Department of Health Services Shares Coping Tips for People Affected by Recent Storms
Mental well-being is as important as physical well-being after a disaster
Storms don’t only damage property, they can affect your state of mind, and the Wisconsin Department of Health Services (DHS) has tips to help people cope with the stress and unexpected changes natural disasters can create.
- Talk with others who understand how you feel. Don’t isolate yourself.
- Exercise. Even something simple like stretching or a walk can help reduce stress.
- Get enough sleep. Establish and maintain a routine. For example, try to have meals at regular times.
- Avoid excessive exposure to disaster coverage on television or online. The constant replay of a disaster can increase stress.
- If you have property loss or damage, seek out appropriate resources for recovery and cleanup.
- Plan for the future.
- Get involved. If your community is impacted, volunteer your time or efforts.
There is no right or wrong way to feel when disaster strikes, but if you have been affected by a natural disaster, pay attention to these signs in yourself or in others:
- Eating or sleeping too much.
- Pulling away from people and things.
- Having low or no energy.
- Feeling numb, like nothing matters.
- Having unexplained aches or pains.
- Feeling helpless or hopeless.
- Smoking, drinking or using drugs.
- Feeling unusually confused or forgetful; on edge, angry, or upset; worried and scared.
- Fighting with family and friends.
- Unable to get rid of troubling thoughts and memories.
- Unable to perform daily tasks like taking care of kids or getting to work or school.
SAMHSA, the federal Substance Abuse and Mental Health Services Administration provides year-round and immediate crisis counseling for people who are experiencing emotional distress related to a disaster. The Disaster Distress Helpline is toll-free, multilingual, and confidential.
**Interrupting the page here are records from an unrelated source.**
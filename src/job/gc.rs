//! Periodic retention sweep for finished jobs.
//!
//! Same sleep-then-act shape as the teacher's batch daemon, minus the
//! cadence calculation: there is no fixed run time to wait for, just a
//! fixed-interval check.
use std::sync::Arc;
use std::time::Duration;

use tracing::debug;

use super::manager::JobManager;

const SWEEP_INTERVAL: Duration = Duration::from_secs(60);

/// Spawn the background task that forgets terminal jobs past their
/// retention window. Runs until the process exits.
pub(crate) fn spawn_retention_sweep(manager: Arc<JobManager>) -> tokio::task::JoinHandle<()> {
    tokio::spawn(async move {
        let mut interval = tokio::time::interval(SWEEP_INTERVAL);
        loop {
            interval.tick().await;
            debug!("running job retention sweep");
            manager.sweep_expired();
        }
    })
}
Call 800-985-5990 or text TalkWithUs to 66746.
If you need to help a child cope with a natural disaster, the Centers for Disease Control and Prevention (CDC) has information geared to all ages.
First responders, like police, fire, and EMTs, also may need help coping due to the long hours and devastation they face DHS has a Self-Care Pocket Reference Guide to help them deal with the stress.
Residents are also encouraged to call or visit the 211 Wisconsin website to find resources in their area for mental health and other help.